When Elmer drinks the potion, turns various colors and goes spinning around the lab, Bugs says, "I think Spencer Tracy did it much better. Don't you, folks?" This is a reference to Tracy's role as the title character(s) in the 1941 release of "Doctor Jekyll and Mr. Hyde."
The second of only two Bugs Bunny cartoons directed by Frank Tashlin; the other being The Unruly Hare (1945). Frank Tashlin is uncredited because he had left the studio before the short debuted, and Warner Bros. had a rule at the time that former employees couldn't be credited. This is also why Robert Clampett isn't credited in some of his last shorts for WB. Robert McKimson inherited Tashlin's unit after his departure.
There is an obvious edit at 2:59 after Elmer says "Yay! I twapped him!", as the music suddenly skips in the next shot and it looked like Bugs was going to reply before the next cut. It is unknown what was removed and why, so the scene is considered lost.
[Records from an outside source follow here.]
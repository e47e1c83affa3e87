use std::{
    collections::{HashMap, VecDeque},
    marker::PhantomData,
    sync::{Arc, Weak},
};

use crossbeam_channel::{Receiver, Sender};
use parking_lot::Mutex;
use tokio::sync::broadcast;
use tracing::{debug, trace};

use crate::{
    backend::{Access, Backend, PVAlreadyExists, ProcessVariable, ReadySignal},
    cell::VersionNumber,
    error::PvError,
    value::PvValue,
};

/// Updates each open connection buffers before discarding the oldest
const DEFAULT_QUEUE_LENGTH: usize = 3;

/// Pushed updates waiting to be read by one connection
#[derive(Debug)]
struct UpdateQueue {
    items: Mutex<VecDeque<(PvValue, VersionNumber)>>,
    capacity: usize,
    signal: Sender<()>,
}

impl UpdateQueue {
    fn new(capacity: usize) -> (Arc<UpdateQueue>, Receiver<()>) {
        let (signal, ready) = crossbeam_channel::bounded(1);
        (
            Arc::new(UpdateQueue {
                items: Mutex::new(VecDeque::with_capacity(capacity)),
                capacity: capacity.max(1),
                signal,
            }),
            ready,
        )
    }

    fn push(&self, value: PvValue, version: VersionNumber) {
        {
            let mut items = self.items.lock();
            if items.len() >= self.capacity {
                trace!("Update queue full, discarding oldest entry");
                items.pop_front();
            }
            items.push_back((value, version));
        }
        // A full signal channel already means "look at me"
        let _ = self.signal.try_send(());
    }

    fn pop(&self) -> Option<(PvValue, VersionNumber)> {
        let mut items = self.items.lock();
        let item = items.pop_front();
        if !items.is_empty() {
            let _ = self.signal.try_send(());
        }
        item
    }

    fn clear(&self) {
        self.items.lock().clear();
    }
}

#[derive(Debug)]
struct PV {
    name: String,
    value: PvValue,
    /// Version of the last store, from either side
    version: VersionNumber,
    access: Access,
    /// Update queues of the connections that have activated notifications
    listeners: Vec<Weak<UpdateQueue>>,
    /// Channel to send values written by consumers to the application
    sender: broadcast::Sender<PvValue>,
}

impl PV {
    fn new(name: &str, value: PvValue, access: Access) -> Self {
        PV {
            name: name.to_owned(),
            value,
            version: VersionNumber::new(),
            access,
            listeners: Vec::new(),
            sender: broadcast::Sender::new(16),
        }
    }

    /// Replace the value and queue it on every listening connection
    fn publish(&mut self, value: PvValue, version: VersionNumber) {
        self.value = value;
        self.version = version;
        // Drop the queues of connections that have since closed
        self.listeners.retain(|queue| queue.strong_count() > 0);
        for queue in self.listeners.iter().filter_map(Weak::upgrade) {
            queue.push(self.value.clone(), version);
        }
    }

    /// Store a value from the application side
    fn store(&mut self, value: &PvValue) -> Result<VersionNumber, PvError> {
        let value = value.convert_to(self.value.value_type())?;
        if value.len() != self.value.len() {
            return Err(PvError::TypeMismatch(format!(
                "{} holds {} elements, got {}",
                self.name,
                self.value.len(),
                value.len()
            )));
        }
        let version = VersionNumber::new();
        self.publish(value, version);
        Ok(version)
    }
}

/// Typed interface to reading and writing a PV from application code
#[derive(Debug)]
pub struct Intercom<T>
where
    T: TryFrom<PvValue>,
    PvValue: From<T>,
{
    pv: Arc<Mutex<PV>>,
    _marker: PhantomData<fn() -> T>,
}

impl<T> Clone for Intercom<T>
where
    T: TryFrom<PvValue>,
    PvValue: From<T>,
{
    fn clone(&self) -> Self {
        Self {
            pv: self.pv.clone(),
            _marker: PhantomData,
        }
    }
}

impl<T> Intercom<T>
where
    T: TryFrom<PvValue>,
    PvValue: From<T>,
{
    fn new(pv: Arc<Mutex<PV>>) -> Self {
        if cfg!(debug_assertions) {
            // The library user should not be able to do this, so this indicates an
            // error in our logic
            let Ok(_) = TryInto::<T>::try_into(pv.lock().value.clone()) else {
                panic!("Failed to convert PV to static type");
            };
        }
        Self {
            pv,
            _marker: PhantomData,
        }
    }

    pub fn load(&self) -> T {
        let value = self.pv.lock().value.clone();
        match value.try_into() {
            Ok(v) => v,
            _ => panic!("Backend logic should ensure this conversion never fails!"),
        }
    }

    /// Store a new value, pushing it to every subscribed connection
    pub fn store(&self, value: T) -> Result<VersionNumber, PvError> {
        self.pv.lock().store(&value.into())
    }

    pub fn version(&self) -> VersionNumber {
        self.pv.lock().version
    }

    /// Receive every value written to this PV by a consumer
    pub fn subscribe(&self) -> broadcast::Receiver<PvValue> {
        self.pv.lock().sender.subscribe()
    }
}

/// Connection to one intercom PV, as handed to the engine
pub struct IntercomVariable {
    name: String,
    pv: Arc<Mutex<PV>>,
    access: Access,
    queue: Arc<UpdateQueue>,
    ready: Receiver<()>,
    /// Whether our queue is registered with the PV
    active: bool,
    buffer: PvValue,
    version: VersionNumber,
}

impl ProcessVariable for IntercomVariable {
    fn name(&self) -> &str {
        &self.name
    }

    fn is_readable(&self) -> bool {
        self.access.is_readable()
    }

    fn is_writeable(&self) -> bool {
        self.access.is_writeable()
    }

    fn ready_signal(&self) -> Option<ReadySignal> {
        self.access.is_readable().then(|| self.ready.clone())
    }

    fn activate_notifications(&mut self) -> Result<(), PvError> {
        if !self.active {
            debug!("Intercom: Activating notifications for {}", self.name);
            self.pv.lock().listeners.push(Arc::downgrade(&self.queue));
            self.active = true;
        }
        Ok(())
    }

    fn read(&mut self) -> Result<(), PvError> {
        let pv = self.pv.lock();
        self.buffer = pv.value.clone();
        self.version = pv.version;
        // Anything still queued is older than what we just read
        self.queue.clear();
        Ok(())
    }

    fn read_non_blocking(&mut self) -> Result<bool, PvError> {
        if let Some((value, version)) = self.queue.pop() {
            self.buffer = value;
            self.version = version;
            return Ok(true);
        }
        if !self.active {
            let pv = self.pv.lock();
            if pv.version > self.version {
                self.buffer = pv.value.clone();
                self.version = pv.version;
                return Ok(true);
            }
        }
        Ok(false)
    }

    fn write(&mut self, version: VersionNumber) -> Result<(), PvError> {
        if !self.access.is_writeable() {
            return Err(PvError::NotWritable);
        }
        let mut pv = self.pv.lock();
        pv.publish(self.buffer.clone(), version);
        self.version = version;
        let _ = pv.sender.send(self.buffer.clone());
        Ok(())
    }

    fn buffer(&self) -> &PvValue {
        &self.buffer
    }

    fn buffer_mut(&mut self) -> &mut PvValue {
        &mut self.buffer
    }

    fn version(&self) -> VersionNumber {
        self.version
    }
}

/// In-process variable store, exchanging values between application code and consumers.
///
/// Application code holds typed [`Intercom`] handles; consumers reach the same values
/// through a [`PvProvider`](crate::PvProvider) built on this backend. Every store from
/// either side is pushed to all connections that have subscribed.
#[derive(Clone, Debug)]
pub struct IntercomBackend {
    name: String,
    pvs: Arc<Mutex<HashMap<String, Arc<Mutex<PV>>>>>,
    queue_length: usize,
    /// A Prefix that is inserted in front of any PV name
    pub prefix: String,
    /// Automatically map PV alternative names with a "_RBV" suffix, read-only
    pub rbv: bool,
}

impl IntercomBackend {
    pub fn new(name: &str) -> IntercomBackend {
        IntercomBackend {
            name: name.to_owned(),
            pvs: Default::default(),
            queue_length: DEFAULT_QUEUE_LENGTH,
            prefix: String::new(),
            rbv: false,
        }
    }

    /// Number of pushed updates each connection keeps before dropping the oldest
    pub fn with_queue_length(mut self, length: usize) -> Self {
        self.queue_length = length.max(1);
        self
    }

    pub fn add_pv<T>(&self, name: &str, initial_value: T) -> Result<Intercom<T>, PVAlreadyExists>
    where
        T: TryFrom<PvValue>,
        PvValue: From<T>,
    {
        self.add_pv_with_access(name, initial_value, Access::ReadWrite)
    }

    pub fn add_pv_with_access<T>(
        &self,
        name: &str,
        initial_value: T,
        access: Access,
    ) -> Result<Intercom<T>, PVAlreadyExists>
    where
        T: TryFrom<PvValue>,
        PvValue: From<T>,
    {
        let pv = Arc::new(Mutex::new(PV::new(
            name,
            PvValue::from(initial_value),
            access,
        )));
        let mut pvmap = self.pvs.lock();
        if pvmap.contains_key(name) {
            return Err(PVAlreadyExists(name.to_owned()));
        }
        pvmap.insert(name.to_owned(), pv.clone());
        Ok(Intercom::<T>::new(pv))
    }

    /// Normalize a PV name by stripping prefix/suffix
    fn normalize_pv_name<'a>(&self, pv_name: &'a str) -> &'a str {
        let mut name = pv_name.strip_prefix(&self.prefix).unwrap_or(pv_name);
        if self.rbv {
            name = name.strip_suffix("_RBV").unwrap_or(name);
        }
        name
    }
}

impl Backend for IntercomBackend {
    fn name(&self) -> &str {
        &self.name
    }

    fn open(&self, pv_name: &str) -> Result<Box<dyn ProcessVariable>, PvError> {
        if !pv_name.starts_with(&self.prefix) {
            return Err(PvError::NotFound(pv_name.to_owned()));
        }
        let pv = self
            .pvs
            .lock()
            .get(self.normalize_pv_name(pv_name))
            .ok_or_else(|| PvError::NotFound(pv_name.to_owned()))?
            .clone();
        let (buffer, version, access) = {
            let inner = pv.lock();
            let access = if self.rbv && pv_name.ends_with("_RBV") {
                Access::Read
            } else {
                inner.access
            };
            (inner.value.clone(), inner.version, access)
        };
        let (queue, ready) = UpdateQueue::new(self.queue_length);
        debug!("Intercom: Opened {pv_name} ({access:?})");
        Ok(Box::new(IntercomVariable {
            name: pv_name.to_owned(),
            pv,
            access,
            queue,
            ready,
            active: false,
            buffer,
            version,
        }))
    }
}

#[cfg(test)]
mod tests {
    use super::*;

    #[test]
    fn test_string_intercom() {
        let backend = IntercomBackend::new("test");
        let si = backend.add_pv("TEST", "Test String".to_string()).unwrap();
        assert_eq!(si.load(), "Test String");
        si.store("Another".to_string()).unwrap();
        let pv = backend.open("TEST").unwrap();
        assert_eq!(pv.buffer(), &PvValue::String(vec!["Another".to_string()]));
        assert!(backend.add_pv("TEST", 1i32).is_err());
    }

    #[test]
    fn queues_only_after_activation() {
        let backend = IntercomBackend::new("test").with_queue_length(3);
        let value = backend.add_pv("COUNT", 0i32).unwrap();
        let mut pv = backend.open("COUNT").unwrap();
        let ready = pv.ready_signal().unwrap();

        value.store(1).unwrap();
        assert!(ready.try_recv().is_err());
        // Without notifications a non-blocking read just picks up the newest value
        assert!(pv.read_non_blocking().unwrap());
        assert_eq!(pv.buffer(), &PvValue::Int32(vec![1]));
        assert!(!pv.read_non_blocking().unwrap());

        pv.activate_notifications().unwrap();
        for i in 2..7 {
            value.store(i).unwrap();
        }
        assert!(ready.try_recv().is_ok());
        // Only the newest three survive, and the signal is raised again while
        // anything remains queued
        let mut seen = Vec::new();
        while pv.read_non_blocking().unwrap() {
            seen.push(i32::try_from(pv.buffer().clone()).unwrap());
            if seen.len() < 3 {
                assert!(ready.try_recv().is_ok());
            }
        }
        assert_eq!(seen, vec![4, 5, 6]);
        assert!(ready.try_recv().is_err());
    }

    #[test]
    fn consumer_writes_reach_other_connections() {
        let backend = IntercomBackend::new("test");
        let value = backend.add_pv("SETPOINT", 1.5f64).unwrap();
        let mut app_writes = value.subscribe();
        let mut writer = backend.open("SETPOINT").unwrap();
        let mut reader = backend.open("SETPOINT").unwrap();
        writer.activate_notifications().unwrap();
        reader.activate_notifications().unwrap();

        *writer.buffer_mut() = PvValue::Float64(vec![3.0]);
        let version = VersionNumber::new();
        writer.write(version).unwrap();

        assert_eq!(value.load(), 3.0);
        assert_eq!(app_writes.try_recv().unwrap(), PvValue::Float64(vec![3.0]));
        assert!(reader.read_non_blocking().unwrap());
        assert_eq!(reader.version(), version);
        // Subscribers sharing the writing connection see the write too
        assert!(writer.read_non_blocking().unwrap());
        assert_eq!(writer.buffer(), &PvValue::Float64(vec![3.0]));
        assert!(!writer.read_non_blocking().unwrap());
    }

    #[test]
    fn prefix_and_readback_aliases() {
        let mut backend = IntercomBackend::new("test");
        backend.prefix = "BL01:".to_string();
        backend.rbv = true;
        backend.add_pv("GAIN", 2u16).unwrap();

        assert!(matches!(backend.open("GAIN"), Err(PvError::NotFound(_))));
        assert!(matches!(
            backend.open("BL01:MISSING"),
            Err(PvError::NotFound(_))
        ));
        let pv = backend.open("BL01:GAIN").unwrap();
        assert!(pv.is_writeable());
        let mut rbv = backend.open("BL01:GAIN_RBV").unwrap();
        assert!(rbv.is_readable());
        assert!(!rbv.is_writeable());
        assert!(matches!(
            rbv.write(VersionNumber::new()),
            Err(PvError::NotWritable)
        ));
    }
}
/// Represent the data of a process variable
#[derive(Clone, Debug, PartialEq)]
pub enum PvValue {
    Int8(Vec<i8>),
    UInt8(Vec<u8>),
    Int16(Vec<i16>),
    UInt16(Vec<u16>),
    Int32(Vec<i32>),
    UInt32(Vec<u32>),
    Int64(Vec<i64>),
    UInt64(Vec<u64>),
    Float32(Vec<f32>),
    Float64(Vec<f64>),
    String(Vec<String>),
    Boolean(Vec<bool>),
    Void,
}

fn no_convert(what: impl Display, to: ValueType) -> PvError {
    PvError::TypeMismatch(format!("Cannot represent {what} as {to}"))
}

/// Parse a numeric string, preferring an exact integer parse over a float one
fn parse_number<U: NumCast>(s: &str, to: ValueType) -> Result<U, PvError> {
    let s = s.trim();
    let parsed = if let Ok(i) = s.parse::<i128>() {
        NumCast::from(i)
    } else if let Ok(f) = s.parse::<f64>() {
        NumCast::from(f)
    } else {
        None
    };
    parsed.ok_or_else(|| no_convert(format!("'{s}'"), to))
}

fn parse_bool(s: &str) -> Result<bool, PvError> {
    match s.trim().to_ascii_lowercase().as_str() {
        "true" | "yes" | "on" => Ok(true),
        "false" | "no" | "off" | "" => Ok(false),
        other => parse_number::<f64>(other, ValueType::Boolean).map(|v| v != 0.0),
    }
}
Bugs says Elmer is "trying to slip me a Mickey." In slang, a Mickey Finn is a drink laced with a psychoactive drug or incapacitating agent (especially chloral hydrate) given to someone without their knowledge, with the intent to incapacitate them. It was named after the manager and bartender of the Lone Star Saloon and Palm Garden Restaurant, which operated in Chicago from 1896 to 1903 in the Chicago Loop neighborhood. In December 1903, several Chicago newspapers documented that Michael "Mickey" Finn was accused of using knockout drops to rob some of his customers.
The signs Bugs holds up are all slang references to craziness: screwball, crackpot, drip, and batty in the belfry. The screwball drawing would be seen again in Duck Amuck (1953).